Dev tripped over a flashing lamp stolen from a construction site, reaching in vain for something but no one knew what. He just stretched out from his seat, then stood up leaning forward. He tripped on the lamp as he lunged at a shadow on the wall.
“Sit down you moron,” said Frank.
“There’s a fucking shadow on the wall like the ghost of a girl.”
They all looked, thick smoke obscuring everything, cigarette papers and butts littering the floor. There was no shadow or girl determinable.
A carton of sangria had spilled that night or previously, soaking the threadbare carpet, the smell mixing with the smoke.

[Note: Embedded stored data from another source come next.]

//! Core module - parameter model, sync engine and fibre angle computation

pub mod bounds;
pub mod config;
pub mod cycle;
pub mod input;
pub mod intersection;
pub mod model;
pub mod parameters;
pub mod sync;

pub use bounds::{Bounds, ParameterName, ParameterNameError};
pub use config::{Config, ConfigError};
pub use cycle::{summary, Computation, Session};
pub use input::ParameterFile;
pub use intersection::{find_intersection, IntersectionResult};
pub use model::{
    fibre_angle, velocity_for_angle, FibreAngleCurve, VelocitySweep, SWEEP_END, SWEEP_SAMPLES,
    SWEEP_START,
};
pub use parameters::ParameterSet;
pub use sync::{
    format_entry, parse_entry, reconcile, ControlEvent, EventKind, ParameterStore, Projection,
    Source, SyncOutcome,
};
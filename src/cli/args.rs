//! Command-line argument definitions

use std::path::PathBuf;

use clap::{Parser, Subcommand, ValueEnum};

use crate::cli::commands::{bounds::BoundsArgs, completions::CompletionsArgs};
use crate::cli::commands::{compute::ComputeArgs, session::SessionArgs, sweep::SweepArgs};

/// Fibre Angle Calculator - explore filament-winding parameters
#[derive(Parser, Debug)]
#[command(name = "fac", version, about, long_about = None)]
pub struct Cli {
    #[command(flatten)]
    pub global: GlobalOpts,

    #[command(subcommand)]
    pub command: Commands,
}

#[derive(clap::Args, Debug, Clone)]
pub struct GlobalOpts {
    /// Output format
    #[arg(long, short = 'f', global = true, env = "FAC_FORMAT")]
    pub format: Option<OutputFormat>,

    /// Path to an additional config file
    #[arg(long, global = true, env = "FAC_CONFIG")]
    pub config: Option<PathBuf>,

    /// Increase log verbosity (-v info, -vv debug, -vvv trace)
    #[arg(long, short = 'v', global = true, action = clap::ArgAction::Count)]
    pub verbose: u8,

    /// Disable colored output
    #[arg(long, global = true)]
    pub no_color: bool,
}

#[derive(Subcommand, Debug)]
pub enum Commands {
    /// Compute the fibre angle curve and the velocity for a target angle
    #[command(visible_alias = "calc")]
    Compute(ComputeArgs),

    /// Print the angle at every velocity sample
    Sweep(SweepArgs),

    /// Show the valid range and default of each parameter
    Bounds(BoundsArgs),

    /// Adjust parameters interactively, recomputing after every change
    Session(SessionArgs),

    /// Generate shell completions
    Completions(CompletionsArgs),
}

/// Output format selection
#[derive(Debug, Clone, Copy, ValueEnum, Default, PartialEq, Eq)]
pub enum OutputFormat {
    /// Pick a format based on the command
    #[default]
    Auto,
    /// Human-readable text with chart
    Text,
    /// Aligned table
    Table,
    Json,
    Yaml,
    Csv,
    Tsv,
}

impl std::fmt::Display for OutputFormat {
    fn fmt(&self, f: &mut std::fmt::Formatter<'_>) -> std::fmt::Result {
        match self {
            OutputFormat::Auto => write!(f, "auto"),
            OutputFormat::Text => write!(f, "text"),
            OutputFormat::Table => write!(f, "table"),
            OutputFormat::Json => write!(f, "json"),
            OutputFormat::Yaml => write!(f, "yaml"),
            OutputFormat::Csv => write!(f, "csv"),
            OutputFormat::Tsv => write!(f, "tsv"),
        }
    }
}
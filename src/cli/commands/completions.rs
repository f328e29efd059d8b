//! `fac completions` command - shell completion scripts

use clap::CommandFactory;
use clap_complete::{generate, Shell};
use miette::Result;

use crate::cli::Cli;

#[derive(clap::Args, Debug)]
pub struct CompletionsArgs {
    /// Shell to generate completions for
    #[arg(value_enum)]
    pub shell: Shell,
}

pub fn run(args: CompletionsArgs) -> Result<()> {
    let mut cmd = Cli::command();
    let name = cmd.get_name().to_string();
    generate(args.shell, &mut cmd, name, &mut std::io::stdout());
    Ok(())
}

Dev dropped a roach in a can of Kuppers. Frank spied a pack of painkillers on the table and ate the six that remained in it. They combined with the smoke and the drink and made his body quite numb. He saw The Behanser stand up, but slowly, like underwater. Martin laughed, sounding as though from somewhere else.
“Play fucking piano,” mumbled Pd. “I’ll sing something Irish if somebody plays.”
Martin hit A minor and followed with F. As soon as he moved to G they knew what was coming.
True you ride the finest horse, I’ve ever seen,
Standing sixteen one or two, with eyes wild and green.
The Behanser removed a block of hash from his anorak.
As dawn broke they played charades, miming the titles of films that never existed. Pd took an hour and then gave up
“What the fuck was that?” shouted Dev. “What fuckin’ film were you doing?”
“If you can’t guess it, it’s fitting you’ll never know.”
They sparred back and forth for a while, each claiming the other’s turns were inventions.
The pointless exchange was finally ended with whiskey.